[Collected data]
◆ ◆ ◆ ◆
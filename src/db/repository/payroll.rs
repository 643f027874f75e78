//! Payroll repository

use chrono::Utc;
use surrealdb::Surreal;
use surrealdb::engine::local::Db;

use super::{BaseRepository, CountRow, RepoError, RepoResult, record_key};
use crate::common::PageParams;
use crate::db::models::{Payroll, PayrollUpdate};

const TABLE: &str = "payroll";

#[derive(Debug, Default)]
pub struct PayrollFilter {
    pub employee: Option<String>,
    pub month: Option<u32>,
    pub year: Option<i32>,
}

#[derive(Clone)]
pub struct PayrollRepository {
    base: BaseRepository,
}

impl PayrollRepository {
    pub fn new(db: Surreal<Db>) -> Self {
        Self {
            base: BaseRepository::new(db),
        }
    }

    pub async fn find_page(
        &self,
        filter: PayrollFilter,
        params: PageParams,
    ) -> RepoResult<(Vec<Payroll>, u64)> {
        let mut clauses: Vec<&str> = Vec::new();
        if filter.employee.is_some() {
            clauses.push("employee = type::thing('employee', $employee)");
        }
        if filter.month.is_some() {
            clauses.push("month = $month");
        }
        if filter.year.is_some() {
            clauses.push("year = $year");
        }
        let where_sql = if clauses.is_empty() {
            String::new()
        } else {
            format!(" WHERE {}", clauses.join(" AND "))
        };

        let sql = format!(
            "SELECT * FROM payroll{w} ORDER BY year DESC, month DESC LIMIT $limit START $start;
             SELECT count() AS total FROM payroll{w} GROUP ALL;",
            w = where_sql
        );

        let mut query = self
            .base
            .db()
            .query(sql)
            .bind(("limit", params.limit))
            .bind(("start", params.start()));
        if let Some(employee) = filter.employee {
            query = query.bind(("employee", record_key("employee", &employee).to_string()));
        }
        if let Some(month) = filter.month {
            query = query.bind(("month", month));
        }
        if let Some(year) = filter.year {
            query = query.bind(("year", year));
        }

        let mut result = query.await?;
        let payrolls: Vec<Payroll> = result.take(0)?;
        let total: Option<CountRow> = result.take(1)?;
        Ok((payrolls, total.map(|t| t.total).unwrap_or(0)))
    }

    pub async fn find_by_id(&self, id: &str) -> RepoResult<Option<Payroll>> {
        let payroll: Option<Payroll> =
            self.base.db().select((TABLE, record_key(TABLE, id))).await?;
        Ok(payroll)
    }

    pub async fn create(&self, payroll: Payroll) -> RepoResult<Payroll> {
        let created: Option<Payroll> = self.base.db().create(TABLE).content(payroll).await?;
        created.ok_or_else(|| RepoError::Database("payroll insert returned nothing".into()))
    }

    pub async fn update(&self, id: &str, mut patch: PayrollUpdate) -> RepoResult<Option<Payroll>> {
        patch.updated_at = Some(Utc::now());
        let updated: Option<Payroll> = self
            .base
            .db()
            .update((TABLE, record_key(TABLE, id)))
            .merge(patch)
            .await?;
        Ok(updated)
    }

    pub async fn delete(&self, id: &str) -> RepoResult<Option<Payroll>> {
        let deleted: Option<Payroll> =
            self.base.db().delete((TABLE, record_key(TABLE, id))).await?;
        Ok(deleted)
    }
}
◆ ◆ ◆ ◆
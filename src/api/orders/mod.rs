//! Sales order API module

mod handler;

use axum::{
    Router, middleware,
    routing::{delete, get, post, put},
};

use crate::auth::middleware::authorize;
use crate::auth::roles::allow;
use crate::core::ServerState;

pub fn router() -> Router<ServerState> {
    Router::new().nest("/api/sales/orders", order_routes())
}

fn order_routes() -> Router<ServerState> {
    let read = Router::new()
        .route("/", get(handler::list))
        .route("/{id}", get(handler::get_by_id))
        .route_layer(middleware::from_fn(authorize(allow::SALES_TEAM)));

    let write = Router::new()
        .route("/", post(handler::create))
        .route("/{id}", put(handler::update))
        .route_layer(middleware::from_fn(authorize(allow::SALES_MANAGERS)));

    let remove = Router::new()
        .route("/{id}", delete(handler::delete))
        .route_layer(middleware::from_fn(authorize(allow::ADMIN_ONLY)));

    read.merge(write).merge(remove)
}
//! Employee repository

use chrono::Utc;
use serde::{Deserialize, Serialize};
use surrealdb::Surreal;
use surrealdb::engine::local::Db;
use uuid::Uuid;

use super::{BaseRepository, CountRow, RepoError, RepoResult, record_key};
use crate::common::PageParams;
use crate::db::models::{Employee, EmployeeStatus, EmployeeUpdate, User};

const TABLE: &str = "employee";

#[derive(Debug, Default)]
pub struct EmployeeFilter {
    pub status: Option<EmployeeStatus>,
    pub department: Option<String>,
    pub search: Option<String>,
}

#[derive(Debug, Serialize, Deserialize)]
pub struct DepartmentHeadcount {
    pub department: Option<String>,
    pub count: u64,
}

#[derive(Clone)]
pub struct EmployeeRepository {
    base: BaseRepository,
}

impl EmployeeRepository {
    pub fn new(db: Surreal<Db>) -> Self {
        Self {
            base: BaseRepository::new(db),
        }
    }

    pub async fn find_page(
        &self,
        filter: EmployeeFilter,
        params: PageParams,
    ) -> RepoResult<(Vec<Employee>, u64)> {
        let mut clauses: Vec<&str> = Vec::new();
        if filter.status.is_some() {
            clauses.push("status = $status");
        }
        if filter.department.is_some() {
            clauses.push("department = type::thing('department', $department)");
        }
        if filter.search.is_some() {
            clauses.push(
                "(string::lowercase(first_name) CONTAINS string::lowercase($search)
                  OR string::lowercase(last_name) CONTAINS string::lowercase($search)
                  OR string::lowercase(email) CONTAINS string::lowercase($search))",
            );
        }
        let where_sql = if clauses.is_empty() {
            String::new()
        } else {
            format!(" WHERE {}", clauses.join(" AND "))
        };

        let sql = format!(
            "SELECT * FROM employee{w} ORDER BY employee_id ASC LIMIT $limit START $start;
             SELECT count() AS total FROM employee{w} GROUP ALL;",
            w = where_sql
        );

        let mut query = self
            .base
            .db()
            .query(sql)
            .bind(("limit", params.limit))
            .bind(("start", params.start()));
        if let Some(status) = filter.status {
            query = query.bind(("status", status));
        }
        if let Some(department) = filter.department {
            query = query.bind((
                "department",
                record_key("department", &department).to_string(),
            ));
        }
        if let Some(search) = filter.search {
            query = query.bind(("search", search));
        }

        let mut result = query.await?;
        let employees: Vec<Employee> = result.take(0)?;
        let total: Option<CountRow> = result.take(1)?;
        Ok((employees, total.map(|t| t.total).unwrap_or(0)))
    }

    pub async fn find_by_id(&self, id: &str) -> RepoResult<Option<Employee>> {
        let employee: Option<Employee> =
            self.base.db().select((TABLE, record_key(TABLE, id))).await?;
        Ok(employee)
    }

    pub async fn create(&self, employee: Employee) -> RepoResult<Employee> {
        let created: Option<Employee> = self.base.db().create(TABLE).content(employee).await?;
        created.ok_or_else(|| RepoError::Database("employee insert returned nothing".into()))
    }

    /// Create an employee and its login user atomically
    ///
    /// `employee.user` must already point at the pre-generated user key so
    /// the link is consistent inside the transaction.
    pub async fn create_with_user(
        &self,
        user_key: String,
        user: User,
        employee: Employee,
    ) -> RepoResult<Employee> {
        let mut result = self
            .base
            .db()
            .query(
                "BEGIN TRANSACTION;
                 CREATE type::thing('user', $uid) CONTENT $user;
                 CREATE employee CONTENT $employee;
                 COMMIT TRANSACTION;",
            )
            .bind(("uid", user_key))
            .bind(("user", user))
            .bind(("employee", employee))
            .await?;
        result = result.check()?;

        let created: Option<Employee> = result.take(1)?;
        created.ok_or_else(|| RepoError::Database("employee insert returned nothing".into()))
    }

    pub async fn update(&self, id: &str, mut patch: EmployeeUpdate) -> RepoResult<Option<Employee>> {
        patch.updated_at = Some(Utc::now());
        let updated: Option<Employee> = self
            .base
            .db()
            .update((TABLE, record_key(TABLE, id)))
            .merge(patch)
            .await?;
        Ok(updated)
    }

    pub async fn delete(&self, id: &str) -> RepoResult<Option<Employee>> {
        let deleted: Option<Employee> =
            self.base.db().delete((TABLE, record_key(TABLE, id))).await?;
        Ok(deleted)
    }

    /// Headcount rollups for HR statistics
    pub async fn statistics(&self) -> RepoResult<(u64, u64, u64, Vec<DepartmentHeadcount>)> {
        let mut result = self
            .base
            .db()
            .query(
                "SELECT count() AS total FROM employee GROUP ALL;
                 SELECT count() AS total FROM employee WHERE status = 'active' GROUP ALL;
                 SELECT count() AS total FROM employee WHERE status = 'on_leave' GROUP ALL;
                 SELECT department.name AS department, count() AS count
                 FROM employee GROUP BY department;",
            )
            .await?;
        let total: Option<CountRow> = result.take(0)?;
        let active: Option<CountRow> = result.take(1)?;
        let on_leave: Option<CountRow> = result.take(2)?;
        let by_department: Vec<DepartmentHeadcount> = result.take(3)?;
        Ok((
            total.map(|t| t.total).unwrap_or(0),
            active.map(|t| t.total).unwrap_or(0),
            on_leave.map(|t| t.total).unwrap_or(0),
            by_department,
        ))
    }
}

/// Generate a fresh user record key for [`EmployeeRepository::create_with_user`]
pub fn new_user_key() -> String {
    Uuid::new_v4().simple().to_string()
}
◆ ◆ ◆ ◆
### TASK OBJECTIVE
Find every line of the data that includes the string "payrolls". Copy each of those lines.

### TASK SOLUTION
        let payrolls: Vec<Payroll> = result.take(0)?;
        Ok((payrolls, total.map(|t| t.total).unwrap_or(0)))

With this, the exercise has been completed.